The repeated instances of nationwide lab failures at facilities under ASCLD/LAB accreditation combined with the severity, scope and magnitude of the North Carolina SBI Laboratory scandal, the pending legislative reforms in North Carolina and the San Francisco DNA mix-up/cover-up warrant that the CFS examine precisely what role ASCLD/LAB plays in forensic review, its methodology, the design of its model and the very integrity of the organization itself, including but not limited to potential, if not actual conflicts of interest. Further there must be a serious discussion of whether the CFS can continue to rely on ASCLD/LAB as an accrediting agency.I certainly hadn't realized until reading this piece that ASCLD/LAB is no longer the accreditation body for the United States Army Criminal Investigation Laboratory (USACIL), which dropped ASCLD/LAB after it was reaccredited despite one of its examiners having "engaged in repeated misconduct known to supervisors." ASCLD/LAB only required an internal audit in response and did not publicly acknowledge the problem until it was outed in a newspaper series years later.
Equally damning, as we debate prosecutorial misconduct and Brady issues here in Texas, is the accreditation body's lax attitude toward notification of defendants or sometimes even prosecutors when crime lab errors are discovered:
Transparency does not include notification to District Attorneys (San Francisco, Nassau County) when laboratories engage in misconduct. It does not mean notification to defense attorneys in cases where the representation of their clients is affected. It would appear to be ASCLD/LAB’s position that notifying anyone other than an affected laboratory is not how transparency, or for that matter accreditation, should be viewed.Prosecutors can't hand over Brady material they never see, just as defendants can't challenge flawed forensic evidence if its imperfections are concealed.

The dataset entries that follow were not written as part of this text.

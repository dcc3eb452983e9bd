//! trainer-rs - Offline fine-tuning job for the scam classifier
//!
//! One-shot batch pipeline: load CSV, drop bad rows, random train/val
//! split, tokenize, fine-tune, checkpoint per epoch, write final artifacts.
//! There is no retry or resumption; a failed run starts over.

mod dataset;
mod train;

use anyhow::ensure;
use clap::Parser;
use std::path::PathBuf;
use tracing::info;
use tracing_subscriber::{layer::SubscriberExt, util::SubscriberInitExt};

use train::{FineTuner, TrainerConfig};

#[derive(Parser, Debug)]
#[command(
    name = "trainer-rs",
    about = "Fine-tune the scam message classifier from a labeled CSV dataset"
)]
struct Args {
    /// CSV file with `text` and `label` columns
    #[arg(long, default_value = "dataset.csv")]
    dataset: PathBuf,

    /// Directory with the pretrained base model (config.json,
    /// tokenizer.json, model.safetensors)
    #[arg(long, default_value = "base-model")]
    base_model: PathBuf,

    /// Output directory for checkpoints and final artifacts
    #[arg(long, default_value = "model")]
    output: PathBuf,

    #[arg(long, default_value_t = 3)]
    epochs: usize,

    #[arg(long, default_value_t = 8)]
    batch_size: usize,

    #[arg(long, default_value_t = 5e-5)]
    learning_rate: f64,

    #[arg(long, default_value_t = 512)]
    max_seq_len: usize,

    /// Fraction of the dataset held out for validation
    #[arg(long, default_value_t = 0.2)]
    val_fraction: f64,
}

fn main() -> anyhow::Result<()> {
    tracing_subscriber::registry()
        .with(
            tracing_subscriber::EnvFilter::try_from_default_env()
                .unwrap_or_else(|_| "trainer_rs=info".into()),
        )
        .with(tracing_subscriber::fmt::layer())
        .init();

    let args = Args::parse();

    info!("Starting trainer-rs v{}", env!("CARGO_PKG_VERSION"));
    info!("  Dataset: {}", args.dataset.display());
    info!("  Base model: {}", args.base_model.display());
    info!("  Output: {}", args.output.display());

    let examples = dataset::load_csv(&args.dataset)?;
    ensure!(
        !examples.is_empty(),
        "dataset '{}' contains no usable rows",
        args.dataset.display()
    );

    let (train_set, val_set) = dataset::split_train_val(examples, args.val_fraction);
    info!(
        "Split: {} training / {} validation examples",
        train_set.len(),
        val_set.len()
    );

    let config = TrainerConfig {
        epochs: args.epochs,
        batch_size: args.batch_size,
        learning_rate: args.learning_rate,
        max_seq_len: args.max_seq_len,
        ..Default::default()
    };

    let tuner = FineTuner::new(&args.base_model, config)?;
    let history = tuner.run(&train_set, &val_set, &args.output)?;

    tuner.save_final(&args.output)?;

    let log_path = args.output.join("training_log.json");
    std::fs::write(&log_path, serde_json::to_string_pretty(&history)?)?;
    info!("Training metrics written to {}", log_path.display());

    if let Some(last) = history.last() {
        info!(
            "Final validation accuracy: {:.3} (loss {:.4})",
            last.val_accuracy, last.val_loss
        );
    }
    info!("Model and tokenizer saved to {}", args.output.display());

    Ok(())
}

I've heard bits and pieces of these critiques in isolation over the years, but it's stunning to see them all together marshaled into a coherent argument for the first time (for me, anyway). Given the weight afforded to private accreditation in Texas (and other states which have legislated crime lab reforms in the 21st century), anyone with more than a passing interest in crime labs should read the whole thing (pdf). The implications if ASCLD/LAB accreditation really is fundamentally inadequate are significant indeed.